Results: Factor analysis failed to support the original three-factor model of 18-item ALS-SF and confirmed the three-factor model of 15-item ALS-AF. The ALS-AF showed good internal consistency as well as strong convergent and discriminative validity. Besides, ALS-AF was positively correlated with PHQ-9, GAD-7 and self-harm, and was negatively associated with resilience.

Conclusion: Our study shows that the ALS-AF has good reliability and validity for testing affective lability in Chinese adolescents.

Introduction

Adolescence is the beginning development of more complex behavior and cognitive processes such as emotion regulation and decision making (1). This period is vulnerable to problems in the regulation of affect and behavior (2, 3).

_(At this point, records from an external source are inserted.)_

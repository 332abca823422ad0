use serde::Serialize;
use thiserror::Error;

#[derive(Error, Debug, Serialize)]
pub enum SignerError {
    #[error("Invalid private key: {0}")]
    InvalidKey(String),

    #[error("Credential {index} is not available: {reason}")]
    CredentialUnavailable { index: usize, reason: String },

    #[error("Credential source error: {0}")]
    Source(String),
}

The affective lability, which refers to abnormal and frequent shifts in emotional state over a short space of time, is a known feature during the developmental phase of adolescence (4). The affective instability in adolescents has been shown to be related to later mental disorders, including general anxiety disorder, major depressive disorder, bipolar disorder and borderline personality disorders (1, 57). In addition, affective instability has been found to be an essential risk factor for suicide attempts and self-harm among youths (8). Characterizing the affective lability in adolescents may provide meaningful information on their vulnerability to mental disorders. Thus, the evaluation of affective lability is warranted in adolescents.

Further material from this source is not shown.